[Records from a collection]
****
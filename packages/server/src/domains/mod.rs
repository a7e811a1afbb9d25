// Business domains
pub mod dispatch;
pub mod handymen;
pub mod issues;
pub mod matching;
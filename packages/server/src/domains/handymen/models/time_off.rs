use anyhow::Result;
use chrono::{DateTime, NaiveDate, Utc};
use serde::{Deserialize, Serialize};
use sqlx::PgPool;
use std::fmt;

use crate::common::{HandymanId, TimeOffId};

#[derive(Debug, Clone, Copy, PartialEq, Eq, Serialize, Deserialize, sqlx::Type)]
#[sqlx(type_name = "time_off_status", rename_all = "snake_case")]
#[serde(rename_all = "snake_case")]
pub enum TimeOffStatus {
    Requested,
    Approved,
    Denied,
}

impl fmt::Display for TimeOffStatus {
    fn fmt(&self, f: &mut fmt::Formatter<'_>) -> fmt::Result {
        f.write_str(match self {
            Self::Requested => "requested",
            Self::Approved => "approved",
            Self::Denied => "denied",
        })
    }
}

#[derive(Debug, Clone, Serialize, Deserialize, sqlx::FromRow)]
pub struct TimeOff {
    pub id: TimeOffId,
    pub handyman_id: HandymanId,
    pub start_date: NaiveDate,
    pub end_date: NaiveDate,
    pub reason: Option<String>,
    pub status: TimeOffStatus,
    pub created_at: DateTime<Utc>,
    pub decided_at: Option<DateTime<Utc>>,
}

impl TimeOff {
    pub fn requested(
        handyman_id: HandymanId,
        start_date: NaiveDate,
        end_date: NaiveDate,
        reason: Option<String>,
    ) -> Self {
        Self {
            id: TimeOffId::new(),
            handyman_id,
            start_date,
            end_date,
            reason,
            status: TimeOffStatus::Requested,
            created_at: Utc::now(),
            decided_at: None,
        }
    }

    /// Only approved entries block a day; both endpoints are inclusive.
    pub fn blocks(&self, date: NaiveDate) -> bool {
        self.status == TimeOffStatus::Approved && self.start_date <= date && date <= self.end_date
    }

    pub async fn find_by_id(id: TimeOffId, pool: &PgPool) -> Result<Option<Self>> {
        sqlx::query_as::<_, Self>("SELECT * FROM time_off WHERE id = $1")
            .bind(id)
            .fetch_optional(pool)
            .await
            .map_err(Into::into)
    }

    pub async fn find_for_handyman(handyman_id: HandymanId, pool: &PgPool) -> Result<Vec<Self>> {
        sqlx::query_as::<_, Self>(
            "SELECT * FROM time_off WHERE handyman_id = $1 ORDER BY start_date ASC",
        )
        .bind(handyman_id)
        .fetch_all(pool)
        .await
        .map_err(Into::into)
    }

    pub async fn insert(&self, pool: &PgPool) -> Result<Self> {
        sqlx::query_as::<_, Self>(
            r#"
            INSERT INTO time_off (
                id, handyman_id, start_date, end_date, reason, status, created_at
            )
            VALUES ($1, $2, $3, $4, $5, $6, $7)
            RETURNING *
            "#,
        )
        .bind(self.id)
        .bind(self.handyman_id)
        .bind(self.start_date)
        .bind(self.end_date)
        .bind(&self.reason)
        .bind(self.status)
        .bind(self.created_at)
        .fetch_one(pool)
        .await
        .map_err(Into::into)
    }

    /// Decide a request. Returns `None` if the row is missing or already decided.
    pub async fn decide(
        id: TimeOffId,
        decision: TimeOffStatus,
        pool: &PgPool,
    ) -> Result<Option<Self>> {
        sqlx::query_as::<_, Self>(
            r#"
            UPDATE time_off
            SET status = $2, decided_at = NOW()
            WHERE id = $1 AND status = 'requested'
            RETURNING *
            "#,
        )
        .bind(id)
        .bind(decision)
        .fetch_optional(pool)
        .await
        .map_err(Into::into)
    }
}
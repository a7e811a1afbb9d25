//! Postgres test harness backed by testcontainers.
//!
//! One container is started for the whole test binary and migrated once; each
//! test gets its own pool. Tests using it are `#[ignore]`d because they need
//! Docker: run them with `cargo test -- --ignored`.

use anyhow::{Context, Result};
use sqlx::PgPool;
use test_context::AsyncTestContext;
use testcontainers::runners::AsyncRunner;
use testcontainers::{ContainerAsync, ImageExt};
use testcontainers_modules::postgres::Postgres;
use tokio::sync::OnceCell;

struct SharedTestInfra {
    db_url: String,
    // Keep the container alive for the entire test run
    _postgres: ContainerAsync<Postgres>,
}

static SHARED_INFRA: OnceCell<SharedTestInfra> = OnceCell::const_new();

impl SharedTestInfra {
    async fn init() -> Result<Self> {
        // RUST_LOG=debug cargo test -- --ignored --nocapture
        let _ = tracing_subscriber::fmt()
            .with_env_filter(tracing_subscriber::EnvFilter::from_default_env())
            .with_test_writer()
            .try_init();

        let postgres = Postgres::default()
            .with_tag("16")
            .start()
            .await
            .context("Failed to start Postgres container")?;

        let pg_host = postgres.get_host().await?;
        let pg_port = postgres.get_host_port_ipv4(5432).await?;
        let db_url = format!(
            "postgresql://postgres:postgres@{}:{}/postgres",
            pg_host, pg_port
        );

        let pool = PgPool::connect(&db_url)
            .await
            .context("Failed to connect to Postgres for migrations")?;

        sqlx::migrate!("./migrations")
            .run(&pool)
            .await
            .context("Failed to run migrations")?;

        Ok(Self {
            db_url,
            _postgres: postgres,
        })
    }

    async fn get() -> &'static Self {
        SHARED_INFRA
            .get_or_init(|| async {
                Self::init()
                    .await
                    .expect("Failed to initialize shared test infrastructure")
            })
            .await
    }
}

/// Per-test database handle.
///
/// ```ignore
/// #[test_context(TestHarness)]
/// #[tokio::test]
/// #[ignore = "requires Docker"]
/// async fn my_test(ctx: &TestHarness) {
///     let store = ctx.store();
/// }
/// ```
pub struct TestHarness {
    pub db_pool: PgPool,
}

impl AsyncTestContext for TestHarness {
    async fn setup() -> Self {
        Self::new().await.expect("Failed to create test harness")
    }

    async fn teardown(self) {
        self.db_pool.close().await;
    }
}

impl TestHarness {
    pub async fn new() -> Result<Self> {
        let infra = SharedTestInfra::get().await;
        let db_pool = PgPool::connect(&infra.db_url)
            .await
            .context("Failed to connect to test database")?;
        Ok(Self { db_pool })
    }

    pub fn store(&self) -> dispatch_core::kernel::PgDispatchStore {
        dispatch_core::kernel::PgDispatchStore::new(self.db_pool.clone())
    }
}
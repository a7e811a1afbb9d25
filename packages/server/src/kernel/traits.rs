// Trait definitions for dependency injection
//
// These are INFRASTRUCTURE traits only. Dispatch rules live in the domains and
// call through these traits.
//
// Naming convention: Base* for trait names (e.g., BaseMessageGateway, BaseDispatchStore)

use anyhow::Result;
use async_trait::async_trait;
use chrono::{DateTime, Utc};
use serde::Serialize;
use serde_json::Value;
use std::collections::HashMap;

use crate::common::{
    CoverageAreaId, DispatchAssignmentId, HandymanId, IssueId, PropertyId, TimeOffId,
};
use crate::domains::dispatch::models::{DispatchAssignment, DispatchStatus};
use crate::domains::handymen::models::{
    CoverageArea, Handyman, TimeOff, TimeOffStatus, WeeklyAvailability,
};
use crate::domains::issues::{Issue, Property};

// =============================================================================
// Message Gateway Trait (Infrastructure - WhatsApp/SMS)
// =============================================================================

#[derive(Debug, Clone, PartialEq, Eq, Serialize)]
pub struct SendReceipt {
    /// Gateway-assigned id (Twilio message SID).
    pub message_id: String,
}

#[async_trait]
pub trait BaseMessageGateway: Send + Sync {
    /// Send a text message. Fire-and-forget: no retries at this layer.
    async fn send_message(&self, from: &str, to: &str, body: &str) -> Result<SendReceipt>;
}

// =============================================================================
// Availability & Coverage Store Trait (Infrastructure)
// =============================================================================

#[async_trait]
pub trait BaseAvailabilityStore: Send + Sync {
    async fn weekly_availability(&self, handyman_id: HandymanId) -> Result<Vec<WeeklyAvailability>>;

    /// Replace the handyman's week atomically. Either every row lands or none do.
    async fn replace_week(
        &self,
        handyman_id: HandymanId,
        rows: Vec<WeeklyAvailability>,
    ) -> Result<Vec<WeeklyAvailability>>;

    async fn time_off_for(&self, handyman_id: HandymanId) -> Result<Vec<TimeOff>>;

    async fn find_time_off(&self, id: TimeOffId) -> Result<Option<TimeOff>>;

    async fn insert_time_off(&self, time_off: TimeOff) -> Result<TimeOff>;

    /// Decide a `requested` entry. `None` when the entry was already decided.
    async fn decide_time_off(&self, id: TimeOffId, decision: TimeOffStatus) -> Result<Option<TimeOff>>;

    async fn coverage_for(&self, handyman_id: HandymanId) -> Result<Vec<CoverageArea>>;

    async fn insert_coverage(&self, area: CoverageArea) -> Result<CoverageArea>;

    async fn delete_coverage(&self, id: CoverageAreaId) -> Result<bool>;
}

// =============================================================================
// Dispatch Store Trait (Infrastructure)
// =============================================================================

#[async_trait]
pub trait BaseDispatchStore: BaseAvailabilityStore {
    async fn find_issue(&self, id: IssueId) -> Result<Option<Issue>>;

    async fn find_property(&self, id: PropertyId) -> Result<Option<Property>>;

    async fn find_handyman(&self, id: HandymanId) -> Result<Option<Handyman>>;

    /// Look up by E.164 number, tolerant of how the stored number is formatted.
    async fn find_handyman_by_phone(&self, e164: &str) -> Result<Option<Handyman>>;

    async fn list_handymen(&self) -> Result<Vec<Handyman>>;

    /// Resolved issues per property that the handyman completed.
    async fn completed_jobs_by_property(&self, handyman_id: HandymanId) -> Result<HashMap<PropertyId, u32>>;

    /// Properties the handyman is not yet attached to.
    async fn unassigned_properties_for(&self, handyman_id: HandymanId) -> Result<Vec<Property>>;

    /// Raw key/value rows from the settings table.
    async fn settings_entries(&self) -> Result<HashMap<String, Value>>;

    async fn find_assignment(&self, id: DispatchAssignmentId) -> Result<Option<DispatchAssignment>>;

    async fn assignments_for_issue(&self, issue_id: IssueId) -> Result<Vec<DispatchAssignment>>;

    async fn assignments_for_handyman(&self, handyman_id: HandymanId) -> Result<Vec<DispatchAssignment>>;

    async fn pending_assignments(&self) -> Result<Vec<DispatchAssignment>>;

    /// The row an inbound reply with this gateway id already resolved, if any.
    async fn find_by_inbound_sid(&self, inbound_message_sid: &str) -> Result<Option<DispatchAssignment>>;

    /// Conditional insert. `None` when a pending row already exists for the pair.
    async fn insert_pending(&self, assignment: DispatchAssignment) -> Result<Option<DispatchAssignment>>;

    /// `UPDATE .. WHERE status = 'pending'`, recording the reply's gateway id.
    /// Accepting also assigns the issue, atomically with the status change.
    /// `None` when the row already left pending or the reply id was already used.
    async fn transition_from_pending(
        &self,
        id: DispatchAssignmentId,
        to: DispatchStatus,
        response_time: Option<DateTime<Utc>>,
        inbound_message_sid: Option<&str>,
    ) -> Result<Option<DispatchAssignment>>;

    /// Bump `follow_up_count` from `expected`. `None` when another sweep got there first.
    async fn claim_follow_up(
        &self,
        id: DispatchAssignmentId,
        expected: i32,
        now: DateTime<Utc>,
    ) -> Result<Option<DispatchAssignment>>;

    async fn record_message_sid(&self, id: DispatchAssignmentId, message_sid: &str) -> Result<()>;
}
****
**Directions**:
Take the records above and return, word for word, only the lines that fall from the line with "async fn find_handyman_by_phone(&self, e164: &str)" to the line with "the settings table.", both of them included.

**Completed task**:
    async fn find_handyman_by_phone(&self, e164: &str) -> Result<Option<Handyman>>;

    async fn list_handymen(&self) -> Result<Vec<Handyman>>;

    /// Resolved issues per property that the handyman completed.
    async fn completed_jobs_by_property(&self, handyman_id: HandymanId) -> Result<HashMap<PropertyId, u32>>;

    /// Properties the handyman is not yet attached to.
    async fn unassigned_properties_for(&self, handyman_id: HandymanId) -> Result<Vec<Property>>;

    /// Raw key/value rows from the settings table.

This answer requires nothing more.